🤖 AI Summary
This work addresses the longstanding limitation in video quality assessment, where smoothness has been treated merely as a subsidiary dimension of overall quality, hindering accurate modeling of human perception regarding motion consistency and frame continuity. To this end, we formally establish Video Fluidity Assessment (VFA) as an independent perceptual task, introduce FluVid—a dedicated dataset comprising 4,606 real-world videos—and propose the first standardized scoring protocol and subjective study methodology tailored for VFA. We further construct a large-scale benchmark by integrating 23 existing methods and present FluNet, a baseline model featuring a temporal permutation self-attention mechanism to enhance long-range inter-frame interactions.
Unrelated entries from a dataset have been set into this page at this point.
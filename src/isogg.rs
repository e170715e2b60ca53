//! ISOGG SNP reference database
//!
//! Built from the ISOGG CSV export at http://ybrowse.org/gbrowse2/gff/.
//! Records are indexed by SNP key and, when named, by SNP name. The
//! database is read-only once loaded.

use crate::snpset::SnpSet;
use crate::utils::read_records;
use crate::{CsvRecord, CsvRecords, PhyloResult, Snp};
use std::collections::HashMap;
use std::path::Path;

const POS: usize = 3;
const NAME: usize = 8;
const REF: usize = 10;
const ALT: usize = 11;
const COMMENT: usize = 18;

/// A simplified ISOGG entry
#[derive(Debug, Clone, PartialEq, Eq)]
pub struct DbRecord {
    pub key: Snp,
    pub name: String,
    pub comment: String,
}

impl DbRecord {
    /// Build a record from the fields of an ISOGG CSV line. Header, footer
    /// and other short lines yield `None`.
    pub fn from_fields(fields: &[&str]) -> Option<Self> {
        if fields.len() < COMMENT + 1 {
            return None;
        }
        let pos = fields[POS].parse::<u64>().ok()?;
        Some(Self {
            key: Snp::new(pos, fields[REF], fields[ALT]),
            name: fields[NAME].to_string(),
            comment: fields[COMMENT].to_string(),
        })
    }

    /// Annotated output record for this entry
    pub fn to_csv_record(&self) -> CsvRecord {
        CsvRecord {
            name: self.name.clone(),
            comment: self.comment.clone(),
            ..CsvRecord::from_snp(&self.key)
        }
    }
}

/// SNP reference database with lookups by key and by name
#[derive(Debug, Default)]
pub struct Db {
    records: Vec<DbRecord>,
    by_key: HashMap<Snp, usize>,
    by_name: HashMap<String, usize>,
}

impl Db {
    pub fn new() -> Self {
        Self::default()
    }

    /// Load a database from an ISOGG CSV file
    pub fn from_isogg_csv<P: AsRef<Path>>(path: P) -> PhyloResult<Self> {
        let mut db = Self::new();
        db.read_isogg_csv(path)?;
        Ok(db)
    }

    /// Add a record. A later record with the same key or name replaces the
    /// earlier one in that index.
    pub fn add(&mut self, record: DbRecord) {
        let index = self.records.len();
        self.by_key.insert(record.key.clone(), index);
        if !record.name.is_empty() {
            self.by_name.insert(record.name.clone(), index);
        }
        self.records.push(record);
    }

    /// Add every valid line of an ISOGG CSV file to the database
    pub fn read_isogg_csv<P: AsRef<Path>>(&mut self, path: P) -> PhyloResult<()> {
        let mut builder = csv::ReaderBuilder::new();
        builder.has_headers(false).flexible(true);
        let records = read_records(&path, &builder)?;

        let before = self.records.len();
        for record in &records {
            let fields: Vec<&str> = record.iter().collect();
            if let Some(entry) = DbRecord::from_fields(&fields) {
                self.add(entry);
            }
        }

        log::info!(
            "Loaded {} ISOGG records from {} lines in {:?}",
            self.records.len() - before,
            records.len(),
            path.as_ref()
        );
        Ok(())
    }

    pub fn entry_by_key(&self, snp: &Snp) -> Option<&DbRecord> {
        self.by_key.get(snp).map(|&i| &self.records[i])
    }

    pub fn entry_by_name(&self, name: &str) -> Option<&DbRecord> {
        self.by_name.get(name).map(|&i| &self.records[i])
    }

    pub fn len(&self) -> usize {
        self.records.len()
    }

    pub fn is_empty(&self) -> bool {
        self.records.is_empty()
    }

    /// Annotate SNPs with name and comment from the database, in sorted key
    /// order. SNPs unknown to the database are kept without annotation.
    pub fn annotate(&self, snps: &SnpSet) -> CsvRecords {
        snps.sorted()
            .into_iter()
            .map(|snp| match self.entry_by_key(snp) {
                Some(entry) => entry.to_csv_record(),
                None => CsvRecord::from_snp(snp),
            })
            .collect()
    }
}
/// Extract SNPs of a minimum quality from YFull files
pub fn filter_yfull(args: &FilterYFullArgs) -> PhyloResult<()> {
    let mappings = resolve_files(&args.input, "csv", args.output.as_deref(), "csv")?;
    for (i, (input, output)) in mappings.iter().enumerate() {
        let snps = read_yfull(input, args.quality)?;
        write_snp_csv(&snps, output.as_deref())?;
        log_progress(i + 1, mappings.len(), "Processed YFull files");
    }
    Ok(())
}

/// Union of all SNPs in the listed files
pub fn union(args: &SetArgs) -> PhyloResult<()> {
    let filenames = parameter_to_filenames(&args.input, "csv")?;
    let snps = read_union(&filenames)?;
    log::info!("Union of {} files has {} SNPs", filenames.len(), snps.len());
    write_snp_csv(&snps, args.output.as_deref())
}

/// SNPs present in every listed file
pub fn intersection(args: &SetArgs) -> PhyloResult<()> {
    let filenames = resolve_list(&args.input, "in")?;
    let mut snps = read_snp_csv(&filenames[0])?;
    for filename in &filenames[1..] {
        snps.intersection(&read_snp_csv(filename)?);
    }
    log::info!(
        "Intersection of {} files has {} SNPs",
        filenames.len(),
        snps.len()
    );
    write_snp_csv(&snps, args.output.as_deref())
}

/// SNPs of the a files that are absent from all b files
pub fn difference(args: &DifferenceArgs) -> PhyloResult<()> {
    let a_files = resolve_list(&args.a_input, "ain")?;
    let b_files = resolve_list(&args.b_input, "bin")?;

    let mut snps = read_union(&a_files)?;
    let b = read_union(&b_files)?;
    snps.difference(&b);
    log::info!("Difference a\\b has {} SNPs", snps.len());
    write_snp_csv(&snps, args.output.as_deref())
}

/// Annotate SNP CSV files with ISOGG names and comments
pub fn lookup(args: &LookupArgs) -> PhyloResult<()> {
    let db = load_db(&args.isoggdb)?;

    let mappings = resolve_files(&args.input, "csv", args.output.as_deref(), "csv")?;
    for (i, (input, output)) in mappings.iter().enumerate() {
        let snps = read_snp_csv(input)?;
        let records = db.annotate(&snps);
        let named = records.iter().filter(|r| !r.name.is_empty()).count();
        log::info!("{} of {} SNPs in {:?} are known to ISOGG", named, records.len(), input);
        write_csv_records(&records, output.as_deref())?;
        log_progress(i + 1, mappings.len(), "Processed lookup files");
    }
    Ok(())
}

/// Remove excluded SNPs and SNPs outside BED regions
pub fn filter(args: &FilterArgs) -> PhyloResult<()> {
    let regions: Option<BedRegions> = args.bed.as_ref().map(read_bed).transpose()?;
    let exclude: Option<SnpSet> = args.exclude.as_ref().map(read_snp_csv).transpose()?;

    let mappings = resolve_files(&args.input, "csv", args.output.as_deref(), "csv")?;
    for (i, (input, output)) in mappings.iter().enumerate() {
        let mut snps = read_snp_csv(input)?;
        let before = snps.len();
        if let Some(exclude) = &exclude {
            snps.difference(exclude);
        }
        if let Some(regions) = &regions {
            snps.retain_in_regions(regions);
        }
        log::info!("Kept {} of {} SNPs from {:?}", snps.len(), before, input);
        write_snp_csv(&snps, output.as_deref())?;
        log_progress(i + 1, mappings.len(), "Processed filter files");
    }
    Ok(())
}

fn load_db<P: AsRef<Path>>(path: P) -> PhyloResult<Db> {
    validate_file_readable(&path)?;
    let _timer = Timer::new("Loading ISOGG database");
    let db = Db::from_isogg_csv(path)?;
    if db.is_empty() {
        log::warn!("ISOGG database is empty");
    }
    Ok(db)
}
//! CLI binary for phylosnip - SNP extraction, set operations and lookups

use clap::{Parser, Subcommand};
use env_logger::Env;
use phylosnip_rs::{
    commands::{
        self, DifferenceArgs, FilterArgs, FilterFtdnaArgs, FilterVcfArgs, FilterYFullArgs,
        LookupArgs, SetArgs,
    },
    PhyloError, PhyloResult,
};

#[derive(Parser)]
#[command(name = "phylosnip")]
#[command(about = "A bundle of tools for Y-chromosome SNP files")]
#[command(long_about = "
phylosnip extracts SNPs from VCF files and from the CSV exports of FTDNA and
YFull, and combines SNP lists with set operations.

SNP lists are written as simple CSV files with one Pos,Ref,Alt entry per line.
If no output is given, results are printed to standard output. Inputs that
are directories are processed file by file.
")]
struct Cli {
    #[command(subcommand)]
    command: Command,

    /// Enable verbose logging
    #[arg(short, long, global = true)]
    verbose: bool,

    /// Enable debug logging
    #[arg(short, long, global = true)]
    debug: bool,
}

#[derive(Subcommand)]
enum Command {
    /// Extract SNPs from VCF files
    #[command(name = "filtervcf")]
    FilterVcf(FilterVcfArgs),
    /// Extract SNPs from FTDNA CSV files
    #[command(name = "filterftdna")]
    FilterFtdna(FilterFtdnaArgs),
    /// Extract SNPs from YFull novel SNP files
    #[command(name = "filteryfull")]
    FilterYFull(FilterYFullArgs),
    /// Unite SNPs from CSV files
    Union(SetArgs),
    /// Intersect SNPs from CSV files
    Intersection(SetArgs),
    /// SNPs from the ain files that are not in the bin files
    Difference(DifferenceArgs),
    /// Add ISOGG database information to SNP CSV files
    Lookup(LookupArgs),
    /// Remove excluded SNPs and SNPs outside BED regions
    Filter(FilterArgs),
}

fn run() -> PhyloResult<()> {
    let cli = Cli::parse();

    // Initialize logging
    let log_level = if cli.debug {
        "debug"
    } else if cli.verbose {
        "info"
    } else {
        "warn"
    };

    env_logger::Builder::from_env(Env::default().default_filter_or(log_level))
        .format_timestamp_secs()
        .init();

    match &cli.command {
        Command::FilterVcf(args) => commands::filter_vcf(args),
        Command::FilterFtdna(args) => commands::filter_ftdna(args),
        Command::FilterYFull(args) => commands::filter_yfull(args),
        Command::Union(args) => commands::union(args),
        Command::Intersection(args) => commands::intersection(args),
        Command::Difference(args) => commands::difference(args),
        Command::Lookup(args) => commands::lookup(args),
        Command::Filter(args) => commands::filter(args),
    }
}

/// Handle application errors and provide user-friendly messages
fn handle_error(error: PhyloError) -> ! {
    match error {
        PhyloError::FileNotFound(path) => {
            eprintln!("Error: Unknown file: {}", path);
            eprintln!("Please check that the file exists and is readable.");
        }
        PhyloError::MalformedInput { path, message } => {
            eprintln!("Error: Malformed input in {}: {}", path, message);
            eprintln!("Please check that the file has the expected format.");
        }
        PhyloError::InvalidPosition { path, value } => {
            eprintln!("Error: Parsing SNP position '{}' in {}", value, path);
            eprintln!("SNP CSV files must contain Pos,Ref,Alt with a numeric position.");
        }
        PhyloError::InvalidConfig(msg) => {
            eprintln!("Error: Invalid configuration: {}", msg);
            eprintln!("Run with --help to see the available parameters.");
        }
        PhyloError::Io(ref e) => {
            eprintln!("Error: I/O error: {}", e);
            eprintln!("Please check file permissions and disk space.");
        }
        PhyloError::Csv(ref e) => {
            eprintln!("Error: CSV processing error: {}", e);
            eprintln!("Please check the output file format.");
        }
    }
    std::process::exit(1);
}

fn main() {
    if let Err(e) = run() {
        handle_error(e);
    }
}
FluNet achieves state-of-the-art performance on FluVid, demonstrating the necessity and efficacy of explicitly modeling fluidity as a standalone attribute and providing a systematic framework for future research in this direction.
📝 Abstract
Accurately estimating humans' subjective feedback on video fluency, e.g., motion consistency and frame continuity, is crucial for various applications like streaming and gaming. Yet, it has long been overlooked, as prior arts have focused on solving it in the video quality assessment (VQA) task, merely as a sub-dimension of overall quality. In this work, we conduct pilot experiments and reveal that current VQA predictions largely underrepresent fluency, thereby limiting their applicability. To this end, we pioneer Video Fluency Assessment (VFA) as a standalone perceptual task focused on the temporal dimension. To advance VFA research, 1) we construct a fluency-oriented dataset, FluVid, comprising 4,606 in-the-wild videos with balanced fluency distribution, featuring the first-ever scoring criteria and human study for VFA. 2) We develop a large-scale benchmark of 23 methods, the most comprehensive one thus far on FluVid, gathering insights for VFA-tailored model designs. 3) We propose a baseline model called FluNet, which deploys temporal permuted self-attention (T-PSA) to enrich input fluency information and enhance long-range inter-frame interactions. Our work not only achieves state-of-the-art performance but, more importantly, offers the community a roadmap to explore solutions for VFA.